On Aug. 18, 1920, U.S. Congress ratified the 19th Amendment, granting women the right to vote for the first time. In Boston, more than 50,000 women registered to vote in that’s year’s presidential election.

Evidence of that historic moment 103 years ago have long been available in the form of 160 volumes of voter registration records in the city’s archives. Now, a team of archivists and transcribers are digitizing them and making the records searchable as part of the Mary Eliza Project: Boston Women Voters in 1920.

“They are oversized, with beautiful handwriting, very clear fields. It looks like a spreadsheet when you look at them, but they’re also very hard to use despite their excellent condition,” said Marta Crilly, an archivist involved in the project.

She added that besides the handwriting being hard to read at times, the record are not indexed or organized alphabetically. Rather, names of women were written down in the order they appeared in line.

Crilly, along with Erin Wiebe, a graduate of Simmons University, and Laura Prieto, scholar in residence at Suffolk University, spoke to Radio Boston about the project and what they’ve discovered about the lives of women in Boston at the time.

Setting the scene

Registration occurred over the 10-week period between Aug. 2 and Oct. 13. Beyond showing the sheer number of women registering, the record also offers a glimpse into the frenetic scene at polling places.

“We can see the excitement … in the handwriting in the registers. On Oct. 13, the last day women could register to vote, we can see the clerk’s handwriting sometimes getting messier and messier,” said Crilly. “And you can kind of sense the crowds of women that are lined up registering to vote on the last day.”

In response to the high turnout of registrants, the city election department had to hire more staff members. It set up special booths in individual wards where people could register until 9 p.m., which was ideal for working women who couldn’t get to City Hall before closing.

What the records reveal

The registration record included details like citizenship, occupation and place of birth.

Birthplace

Wiebe notes that the “place of birth” field in particular proves that scores of working class, immigrant and women of color lived in Boston. It also shows that many Jewish women were immigrating from parts of what is now known as Eastern Europe but would have been logged as Russia.

Occupation

Though women held a variety of jobs in places like factories and offices, the most common occupation they listed in their voter registration was housewife, Prieto said.

Housewife may have been how they identified for government record keeping purposes, but additional digging by the research team unearthed more interesting stories about the individual women.

Anna Coleman Ladd was one of these women who listed her occupation as “housewife.” But she was also an accomplished sculptor and portrait artist who won a Legion of Honor for the more than 200 sculptures she made of soldiers injured in World War I who had severe facial deformities.

She was a sculptor and portraitist by training. She had gone to the Boston Museum School and she had a thriving career when World War I broke out.

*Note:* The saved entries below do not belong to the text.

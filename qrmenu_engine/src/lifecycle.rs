//! The order state machine
//!
//! Orders move forward along a fixed lineage:
//!
//! ```text
//!   pending -> confirmed -> preparing -> out_for_delivery -> delivered
//! ```
//!
//! Any step may be skipped, and `cancelled` can be reached from every non-terminal state. `delivered` and `cancelled`
//! are terminal; nothing leaves them.
//!
//! Who may drive a transition depends on the [`Actor`]. The owner dashboard only offers the minimal action set given by
//! [`owner_actions`], while integrations (e.g. a rider app) may perform any legal transition. Customers cannot change
//! an order's status at all.
use std::fmt::Display;

use serde::{Deserialize, Serialize};

use crate::db_types::OrderStatusType;

/// The canonical forward lineage. `cancelled` is not part of it.
pub const LINEAGE: [OrderStatusType; 5] = [
    OrderStatusType::Pending,
    OrderStatusType::Confirmed,
    OrderStatusType::Preparing,
    OrderStatusType::OutForDelivery,
    OrderStatusType::Delivered,
];

impl OrderStatusType {
    pub fn is_terminal(&self) -> bool {
        matches!(self, OrderStatusType::Delivered | OrderStatusType::Cancelled)
    }

    pub fn lineage_index(&self) -> Option<usize> {
        LINEAGE.iter().position(|s| s == self)
    }

    pub fn can_transition_to(&self, to: OrderStatusType) -> bool {
        can_transition(*self, to)
    }
}

pub fn is_terminal(status: OrderStatusType) -> bool {
    status.is_terminal()
}

pub fn can_transition(from: OrderStatusType, to: OrderStatusType) -> bool {
    if from.is_terminal() {
        return false;
    }
    if to == OrderStatusType::Cancelled {
        return true;
    }
    match (from.lineage_index(), to.lineage_index()) {
        (Some(f), Some(t)) => t > f,
        _ => false,
    }
}

#[derive(Debug, Clone, Copy, PartialEq, Eq, Hash, Serialize, Deserialize)]
#[serde(rename_all = "snake_case")]
pub enum Actor {
    Owner,
    Integration,
    Customer,
}

impl Display for Actor {
    fn fmt(&self, f: &mut std::fmt::Formatter<'_>) -> std::fmt::Result {
        match self {
            Actor::Owner => write!(f, "The restaurant owner"),
            Actor::Integration => write!(f, "An integration"),
            Actor::Customer => write!(f, "A customer"),
        }
    }
}

/// Whether `actor` is allowed to move an order from `from` to `to`. Illegal transitions are never permitted.
pub fn may_trigger(actor: Actor, from: OrderStatusType, to: OrderStatusType) -> bool {
    if !can_transition(from, to) {
        return false;
    }
    match actor {
        Actor::Owner => owner_actions(from).iter().any(|a| a.target == to),
        Actor::Integration => true,
        Actor::Customer => false,
    }
}

#[derive(Debug, Clone, Copy, PartialEq, Eq, Hash, Serialize, Deserialize)]
#[serde(rename_all = "snake_case")]
pub enum OwnerAction {
    Advance,
    Cancel,
}

impl Display for OwnerAction {
    fn fmt(&self, f: &mut std::fmt::Formatter<'_>) -> std::fmt::Result {
        match self {
            OwnerAction::Advance => write!(f, "advance"),
            OwnerAction::Cancel => write!(f, "cancel"),
        }
    }
}

impl OwnerAction {
    /// The status this action leads to from `from`, if the action is offered there.
    pub fn target(&self, from: OrderStatusType) -> Option<OrderStatusType> {
        owner_actions(from).into_iter().find(|a| a.action == *self).map(|a| a.target)
    }
}

/// An action button on the owner's order board.
#[derive(Debug, Clone, PartialEq, Eq, Serialize, Deserialize)]
pub struct AvailableAction {
    pub action: OwnerAction,
    pub target: OrderStatusType,
    pub label: String,
}

impl AvailableAction {
    fn new(action: OwnerAction, target: OrderStatusType) -> Self {
        let label = match (action, target) {
            (OwnerAction::Cancel, _) => "Cancel order",
            (_, OrderStatusType::Preparing) => "Start preparing",
            (_, OrderStatusType::Delivered) => "Mark delivered",
            (_, OrderStatusType::Confirmed) => "Confirm",
            (_, OrderStatusType::OutForDelivery) => "Send out",
            _ => "Advance",
        };
        Self { action, target, label: label.to_string() }
    }
}

/// The minimal set of transitions the owner dashboard offers for an order in the given status.
pub fn owner_actions(status: OrderStatusType) -> Vec<AvailableAction> {
    use OrderStatusType::*;
    let advance = match status {
        Pending | Confirmed => Some(Preparing),
        Preparing | OutForDelivery => Some(Delivered),
        Delivered | Cancelled => None,
    };
    match advance {
        Some(next) => vec![
            AvailableAction::new(OwnerAction::Advance, next),
            AvailableAction::new(OwnerAction::Cancel, Cancelled),
        ],
        None => vec![],
    }
}

/// One step of the customer-facing progress indicator.
#[derive(Debug, Clone, PartialEq, Eq, Serialize, Deserialize)]
pub struct ProgressStep {
    pub status: OrderStatusType,
    pub label: String,
    pub completed: bool,
    pub current: bool,
}

fn step_label(status: OrderStatusType) -> &'static str {
    match status {
        OrderStatusType::Pending => "Order placed",
        OrderStatusType::Confirmed => "Confirmed",
        OrderStatusType::Preparing => "Preparing",
        OrderStatusType::OutForDelivery => "Out for delivery",
        OrderStatusType::Delivered => "Delivered",
        OrderStatusType::Cancelled => "Cancelled",
    }
}

/// Progress steps for the given status. Cancelled orders have no stepper, so `None` is returned.
pub fn progress(status: OrderStatusType) -> Option<Vec<ProgressStep>> {
    let current = status.lineage_index()?;
    let steps = LINEAGE
        .iter()
        .enumerate()
        .map(|(i, s)| ProgressStep {
            status: *s,
            label: step_label(*s).to_string(),
            completed: i <= current,
            current: i == current,
        })
        .collect();
    Some(steps)
}

/// The message shown in place of (or beneath) the stepper once an order is finished.
pub fn terminal_message(status: OrderStatusType) -> Option<&'static str> {
    match status {
        OrderStatusType::Delivered => Some("Your order has been delivered. Enjoy your meal!"),
        OrderStatusType::Cancelled => Some("This order was cancelled by the restaurant."),
        _ => None,
    }
}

“Some of those men didn’t even really want to appear in public or reconnect with their families because of their, you know, internalized feelings about their appearance and how it had changed,” Prieto said. “So in her studio, she would invite in these individual soldiers and make casts of their faces.”

Other times, women were forthright in their descriptions. Eva Ledgate listed herself as an ordained congregational minister. Though many women were registered as church worker or missionary, it was rare to be a minister, especially one who preached before all-male congregations.

“What I really appreciate about her story is how unexpected it is to a lot of us in 21st century U.S. And it shows how women in the past don’t always fit neatly into the roles that we imagine for them,” Crilly said.

Addresses

“Women are listing their address where they’re currently residing and they’re listing their occupation, Wiebe said. “So from these two things, we can find where women were forming communities across the city.

Cross-checking information in that way allowed researched to create a deeper understanding of the community women had built for themselves across the city, according to Wiebe. For example, up to 800 working women and students lived in South End’s Franklin Square House at the time.

“What’s really exciting is that we found over 100 resident names in the register book signing up to vote,” Wiebe said. “So that’s a really big number from one address.”

About the project’s namesake

Mary Eliza Mahoney, for whom the project is named, is recorded as the first formally trained Black nurse in the U.S. and is recognized as one of the first women to register to vote in Boston. She was 76 years old at the time.

“One of our motivations … is that we wanted to really capture the wide range of women who are claiming the right to vote,” Prieto said. The popular narrative around the 19th Amendment centers on women who had “the leisure, the time to be able to volunteer, certainly to be leaders in the national suffrage movement, were quite elite and almost entirely white.”

“But we were wondering when it came to the moment of actually claiming the right to vote, were Black women in Boston, for example, claiming the right to vote?” she said. “Isn’t that a better way to define what a suffragist was?”

About half of all 50,000 voter registration records have been digitized so far. The team estimates all records will be available in their database by spring 2024.